We have also made the following significant divestitures since January 1, 2011:

In December 2013, Deutsche Postbank AG completed the sale of an approximately £ 1.4 billion UK commercial real estate loan portfolio to GE Capital Real Estate.

In June 2013, PB Capital Corporation completed the sale of an approximately U.S.$ 3.7 billion US commercial real estate loan portfolio to San Francisco based Union Bank, N.A., an indirect subsidiary of Mitsubishi UFJ Financial Group, Inc.

In May 2013, Sicherungseinrichtungsgesellschaft deutscher Banken mbH (“SdB”) fully repaid the remaining exposure (of which € 0.8 billion was allocated to the former Corporate Investments, now part of the NCOU) of ECB-eligible notes guaranteed by the SOFFin (Sonderfonds Finanzmarktstabilisierung, established in October 2008 by the German government in the context of the financial crisis).

In January 2013, we completed the sale of our 15 % participation in Dedalus GmbH & Co. KGaA, through which we indirectly held approximately 1.1 % of the shares in EADS N.V. for a consideration of approximately € 250 million.

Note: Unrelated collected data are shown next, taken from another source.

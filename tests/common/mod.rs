#![allow(dead_code)]

use std::sync::{
    atomic::{AtomicBool, AtomicUsize, Ordering},
    Arc, Mutex,
};

use async_trait::async_trait;
use reqwest::{multipart::{Form, Part}, redirect::Policy, Client, Response};
use sqlx::SqlitePool;
use tokio::net::TcpListener;
use yelpcamp::{
    app, db,
    images::{HostedImage, ImageError, ImageHost},
    AppState, HttpSettings,
};

/// Records what the site asked of the image host.
#[derive(Default)]
pub struct FakeImages {
    next: AtomicUsize,
    pub uploaded: Mutex<Vec<String>>,
    pub destroyed: Mutex<Vec<String>>,
    pub fail_upload: AtomicBool,
    pub fail_destroy: AtomicBool,
}

impl FakeImages {
    pub fn uploaded(&self) -> Vec<String> {
        self.uploaded.lock().unwrap().clone()
    }

    pub fn destroyed(&self) -> Vec<String> {
        self.destroyed.lock().unwrap().clone()
    }
}

#[async_trait]
impl ImageHost for FakeImages {
    async fn upload(&self, filename: &str, _bytes: Vec<u8>) -> Result<HostedImage, ImageError> {
        if self.fail_upload.load(Ordering::SeqCst) {
            return Err(ImageError::Api("image host is down".to_owned()));
        }
        let n = self.next.fetch_add(1, Ordering::SeqCst);
        self.uploaded.lock().unwrap().push(filename.to_owned());
        Ok(HostedImage {
            url: format!("https://images.test/{n}.png"),
            public_id: format!("asset-{n}"),
        })
    }

    async fn destroy(&self, public_id: &str) -> Result<(), ImageError> {
        self.destroyed.lock().unwrap().push(public_id.to_owned());
        if self.fail_destroy.load(Ordering::SeqCst) {
            return Err(ImageError::Api("image host is down".to_owned()));
        }
        Ok(())
    }
}

pub struct TestApp {
    pub base: String,
    pub db_pool: SqlitePool,
    pub images: Arc<FakeImages>,
}

pub async fn spawn() -> TestApp {
    let db_pool = db::connect("sqlite::memory:", 1).await.unwrap();
    let images = Arc::new(FakeImages::default());
    let router = app(
        AppState { db_pool: db_pool.clone(), images: images.clone() },
        HttpSettings::default(),
    );

    let listener = TcpListener::bind("127.0.0.1:0").await.unwrap();
    let address = listener.local_addr().unwrap();
    tokio::spawn(async move {
        axum::serve(listener, router).await.unwrap();
    });

    TestApp { base: format!("http://{address}"), db_pool, images }
}

/// Location of a redirect; panics when the response is not one.
pub fn location(response: &Response) -> String {
    assert!(
        response.status().is_redirection(),
        "expected a redirect, got {}",
        response.status()
    );
    response.headers()["location"].to_str().unwrap().to_owned()
}

impl TestApp {
    pub fn url(&self, path: &str) -> String {
        format!("{}{path}", self.base)
    }

    /// A browser-like client: keeps cookies, does not follow redirects.
    pub fn client(&self) -> Client {
        Client::builder()
            .cookie_store(true)
            .redirect(Policy::none())
            .build()
            .unwrap()
    }

    pub async fn get(&self, client: &Client, path: &str) -> Response {
        client.get(self.url(path)).send().await.unwrap()
    }

    pub async fn page(&self, client: &Client, path: &str) -> String {
        let response = self.get(client, path).await;
        assert!(response.status().is_success(), "GET {path} gave {}", response.status());
        response.text().await.unwrap()
    }

    pub async fn post_form(&self, client: &Client, path: &str, fields: &[(&str, &str)]) -> Response {
        client.post(self.url(path)).form(fields).send().await.unwrap()
    }

    /// Registers `username` on a fresh client, which stays logged in.
    pub async fn signed_up(&self, username: &str) -> Client {
        let client = self.client();
        let response = self
            .post_form(&client, "/register", &[("username", username), ("password", "s3cret")])
            .await;
        assert_eq!(location(&response), "/campgrounds");
        client
    }

    pub async fn submit_campground(&self, client: &Client, path: &str, name: &str, filename: Option<&str>) -> Response {
        let mut form = Form::new()
            .text("name", name.to_owned())
            .text("description", format!("{name} is lovely"));
        form = match filename {
            Some(filename) => form.part("image", Part::bytes(vec![0x89, b'P', b'N', b'G']).file_name(filename.to_owned())),
            None => form.part("image", Part::bytes(Vec::new()).file_name("")),
        };
        client.post(self.url(path)).multipart(form).send().await.unwrap()
    }

    /// Creates a campground and returns its page path.
    pub async fn create_campground(&self, client: &Client, name: &str) -> String {
        let response = self.submit_campground(client, "/campgrounds", name, Some("tent.png")).await;
        let path = location(&response);
        assert!(path.starts_with("/campgrounds/"), "unexpected redirect to {path}");
        path
    }

    /// Posts a comment and returns the new comment's id.
    pub async fn comment(&self, client: &Client, campground_path: &str, text: &str) -> uuid::Uuid {
        let response = self
            .post_form(client, &format!("{campground_path}/comments"), &[("text", text)])
            .await;
        assert_eq!(location(&response), campground_path);

        let id = campground_id(campground_path);
        db::comments::for_campground(&self.db_pool, id)
            .await
            .unwrap()
            .into_iter()
            .rfind(|comment| comment.text == text)
            .unwrap()
            .id
    }
}

pub fn campground_id(path: &str) -> uuid::Uuid {
    path.trim_start_matches("/campgrounds/").parse().unwrap()
}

In October 2012, we exited our exposure to Actavis, the generic pharmaceuticals company, upon completion of Watson Pharmaceuticals’ acquisition of the company.

In September 2012 we signed an agreement regarding the sale of BHF-BANK AG to Kleinwort Benson Group, a subsidiary of financial services group RHJ International. Following the withdrawal by one of Kleinwort Benson Group's co-investors, the transaction structure was revised in October 2013 whereby Deutsche Bank would receive the total consideration of € 354 million primarily in cash (€ 322 million) and the remainder in the form of new shares in RHJ International issued at par value. The final consideration is subject to closing purchase price adjustments. According to a press release by RHJ International, dated February 21, 2014, the German financial regulator, BaFin, has confirmed that it has no objections to the proposed acquisition of BHF-BANK. As a result, the disposal of BHF Bank to RHJ International is subject only to certain remaining conditions which have to be met prior to closing, which is expected to take place before the end of March 2014.

In November 2011, we closed an agreement for the sale of our premises at Taunusanlage 12 in Frankfurt am Main to a closed-end real estate fund launched by DWS. The sales price for the property determined by independent valuations was approximately € 600 million. We continue to use these premises as Group headquarters under a long-term lease.

In the course of 2011, the liquidity facility for FMS Wertmanagement Anstalt des öffentlichen Rechts, the winding-up agency of the Hypo Real Estate Group, of € 7.5 billion (of which € 6.4 billion was allocated to the former Corporate Investments and the remainder was allocated to other Corporate Divisions), in which we participated in December 2010, was fully repaid.